Sirius acquiesça, décidemment ce professeur lui était de plus en plus sympathique. Le reste de la réunion se passa comme pour un match de tennis, les partisans de Jedusor ne cessaient de critiquer le jeune garçon notamment en soulignant son comportement inamical envers Draco ainsi que sa moyenne lamentable en chimie ; les autres rétorquaient en mettant en avant sa gentillesse, son esprit d’équipe et son envie de se dépasser. Snape ne disait rien mais pinçait les lèvres de dégoût assez souvent pour que Sirius comprenne qu’il ne portait pas le jeune basketteur dans son cœur.

-Bien, termina Dumbledore, encore une fois, aucune faute grave ne peut être attribuée à Monsieur Potter. Il n’est pas parfait, certes, mais c’est un adolescent normal avec ses sautes d’humeur. La prochaine réunion le concernant se tiendra dans un mois, et d’ici là nous verrons si ses notes de chimie ont augmenté grâce à l’aide de Monsieur Malfoy.

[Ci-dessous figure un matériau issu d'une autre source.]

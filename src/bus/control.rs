use std::sync::Arc;
use std::thread;
use std::time::Duration;

use ahash::AHashMap;
use parking_lot::Mutex;

use crate::error::InfraError;
use crate::throttled;
use crate::utils::StopFlag;

pub(crate) type ControlCallback = Arc<dyn Fn(&str) + Send + Sync>;

// Bounded receive timeout keeps the worker loops cooperatively cancellable.
const RECV_TIMEOUT_MS: i32 = 100;

struct SubWorker {
    stop: StopFlag,
    thread: Option<thread::JoinHandle<()>>,
}

/// ZeroMQ control plane.
///
/// The endpoint string is the topic: one lazily bound PUB socket per
/// published endpoint, one lazily connected SUB worker thread per subscribed
/// endpoint. Callbacks run on the worker thread in registration order.
pub(crate) struct ControlPlane {
    ctx: Mutex<Option<zmq::Context>>,
    publishers: Mutex<AHashMap<String, zmq::Socket>>,
    workers: Mutex<AHashMap<String, SubWorker>>,
    callbacks: Arc<Mutex<AHashMap<String, Vec<ControlCallback>>>>,
}

impl ControlPlane {
    pub(crate) fn new() -> Self {
        Self {
            ctx: Mutex::new(None),
            publishers: Mutex::new(AHashMap::new()),
            workers: Mutex::new(AHashMap::new()),
            callbacks: Arc::new(Mutex::new(AHashMap::new())),
        }
    }

    fn context(&self) -> zmq::Context {
        self.ctx.lock().get_or_insert_with(zmq::Context::new).clone()
    }

    /// Bind-on-first-publish, then send.
    pub(crate) fn publish(&self, endpoint: &str, message: &str) -> Result<(), InfraError> {
        let ctx = self.context();
        let mut publishers = self.publishers.lock();

        if !publishers.contains_key(endpoint) {
            let socket = ctx.socket(zmq::PUB)?;
            // Do not block teardown on undelivered messages.
            socket.set_linger(0)?;
            socket.bind(endpoint)?;
            publishers.insert(endpoint.to_owned(), socket);
        }

        if let Some(socket) = publishers.get(endpoint) {
            socket.send(message, 0)?;
        }
        Ok(())
    }

    /// Connect-on-first-subscribe; append the callback to the endpoint's
    /// dispatch list.
    pub(crate) fn subscribe(
        &self,
        endpoint: &str,
        callback: ControlCallback,
    ) -> Result<(), InfraError> {
        let ctx = self.context();

        {
            let mut workers = self.workers.lock();
            if !workers.contains_key(endpoint) {
                let socket = ctx.socket(zmq::SUB)?;
                socket.set_linger(0)?;
                socket.set_rcvtimeo(RECV_TIMEOUT_MS)?;
                socket.connect(endpoint)?;
                // Receive everything published on this endpoint.
                socket.set_subscribe(b"")?;

                let stop = StopFlag::new();
                let loop_stop = stop.clone();
                let loop_callbacks = Arc::clone(&self.callbacks);
                let loop_endpoint = endpoint.to_owned();
                let thread = thread::spawn(move || {
                    receive_loop(&socket, &loop_stop, &loop_callbacks, &loop_endpoint);
                });

                workers.insert(
                    endpoint.to_owned(),
                    SubWorker {
                        stop,
                        thread: Some(thread),
                    },
                );
            }
        }

        self.callbacks
            .lock()
            .entry(endpoint.to_owned())
            .or_default()
            .push(callback);

        Ok(())
    }

    /// Two-phase teardown: flag every worker and take its join handle under
    /// the lock, join outside any bus lock, then drop sockets, context and
    /// tables. Idempotent.
    pub(crate) fn shutdown(&self) {
        let handles: Vec<thread::JoinHandle<()>> = {
            let mut workers = self.workers.lock();
            workers
                .values_mut()
                .filter_map(|worker| {
                    worker.stop.set();
                    worker.thread.take()
                })
                .collect()
        };

        for handle in handles {
            let _ = handle.join();
        }

        self.workers.lock().clear();
        self.publishers.lock().clear();
        self.ctx.lock().take();
        self.callbacks.lock().clear();
    }
}

fn receive_loop(
    socket: &zmq::Socket,
    stop: &StopFlag,
    callbacks: &Mutex<AHashMap<String, Vec<ControlCallback>>>,
    endpoint: &str,
) {
    while !stop.is_set() {
        let payload = match socket.recv_bytes(0) {
            Ok(bytes) => bytes,
            Err(zmq::Error::EAGAIN) => continue,
            Err(e) => {
                // Likely interrupted or shutting down; keep the worker alive.
                throttled!(
                    warn,
                    Duration::from_secs(5),
                    "[UnifiedBus] control receive error on {endpoint}: {e}"
                );
                continue;
            }
        };

        let message = String::from_utf8_lossy(&payload).into_owned();

        // Snapshot outside the lock so callbacks may re-enter the bus.
        let snapshot: Vec<ControlCallback> = {
            let map = callbacks.lock();
            map.get(endpoint).cloned().unwrap_or_default()
        };
        for cb in snapshot {
            cb(&message);
        }
    }
}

-Oui, nous verrons bien, susurra Jedusor qui était resté silencieux durant toute la cession, il faudra que tu ouvres les yeux un jour Albus. Nos amis ici présents, ne veulent pas mettre leur argent dans une école banale. Ils veulent la meilleure. Et Potter, comme bien d’autres, n’en fait pas partie.

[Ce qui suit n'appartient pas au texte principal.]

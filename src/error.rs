use std::{error::Error, fmt};

const ERR_MSG_INVALID_STATE: &str = "operation issued in invalid state";

/// Semantic error categories surfaced by the infrastructure layer.
///
/// Lifecycle and transport operations return these to the caller; read and
/// dispatch paths absorb failures internally (defaults, dropped messages)
/// to preserve steady-state availability.
#[derive(Debug)]
pub enum InfraError {
    /// A file, directory, or sink could not be opened or created.
    ResourceUnavailable(String),
    /// A configuration document failed to parse.
    MalformedInput(String),
    /// An operation was issued against a component in the wrong lifecycle state.
    InvalidState(&'static str),
    /// A control-plane transport operation failed; carries the native error.
    Transport(zmq::Error),
}

impl fmt::Display for InfraError {
    fn fmt(&self, f: &mut fmt::Formatter<'_>) -> fmt::Result {
        match self {
            InfraError::ResourceUnavailable(what) => {
                write!(f, "resource unavailable: {what}")
            }
            InfraError::MalformedInput(what) => write!(f, "malformed input: {what}"),
            InfraError::InvalidState(what) => {
                write!(f, "{ERR_MSG_INVALID_STATE}: {what}")
            }
            InfraError::Transport(e) => write!(f, "transport error: {e}"),
        }
    }
}

impl Error for InfraError {
    fn source(&self) -> Option<&(dyn Error + 'static)> {
        match self {
            InfraError::Transport(e) => Some(e),
            _ => None,
        }
    }
}

impl From<zmq::Error> for InfraError {
    fn from(e: zmq::Error) -> Self {
        InfraError::Transport(e)
    }
}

Sirius le détailla un instant avec discrétion, il n’avait jamais aimé ce type, l’homme était grand et fin. Il devait avoir un peu plus de cinquante ans à présent et ses cheveux poivres et sels étaient parfaitement coiffés. Ses yeux bleus foncés luisaient de malveillance mais Sirius voulait bien leur accorder une incroyable aura. Le genre d’homme qui savait quoi faire, c’était ce qu’on pouvait penser de lui. Le genre dangereux, ambitieux et étrangement charismatique. Comme s’il se rendait compte de l’inspection dont il était l’objet, Tom Jedusor tourna brusquement la tête vers lui et le fixa avec un air impénétrable. Sirius frissonna et détourna les yeux.

-C’est vrai Dumbledore, approuva Lestrange, un des plus grand donateur de l’école, « ce projet » nous coûte de l’argent. Et c’est bien beau de vouloir sortir quelques traînes-misères de leur trou mais il y a des assistantes sociales pour ça et je n’en suis pas encore devenu une ! Ici nous formons des politiciens, des avocats, des chercheurs, l’élite du monde ! Il n’y a pas de place pour des cendrillons à Poudlard !

-Je crois, murmura Sirius d’une voix douce, que vous avez peur. Si les gens de basses extractions arrivent au pouvoir, qui sait ce qu’ils pourront changer ? Peut-être est-ce pour les méchantes demi-sœurs qu’il n’y a plus de place dans ce monde ?

-Le grand Black a parlé ! s’exclama Snape, brisant l’étrange silence offusqué qui avait suivi les paroles de Sirius. Je me demande même pourquoi nous débattons là-dessus depuis cinq ans ? Il fallait venir lui demander de trancher immédiatement !

Jedusor, Lestrange, Avery et Pettigrow ricanèrent tout en rangeant leurs affaires. Snape avait l’air très satisfait de lui-même, surtout en voyant le regard haineux que Sirius lui lança. Black pouvait bien faire le malin, il n’avait aucun pouvoir ici puisqu’il n’était pas habilité à voter. Il ne servait à rien. Il se demanda même pourquoi Lucius l’avait choisi lui…il aurait pu choisir quelqu’un qui le représenterait mieux, comme sa belle-soeur…Bellatrix, la femme de Lestrange, qui en plus avait l’avantage d’être très jolie à regarder.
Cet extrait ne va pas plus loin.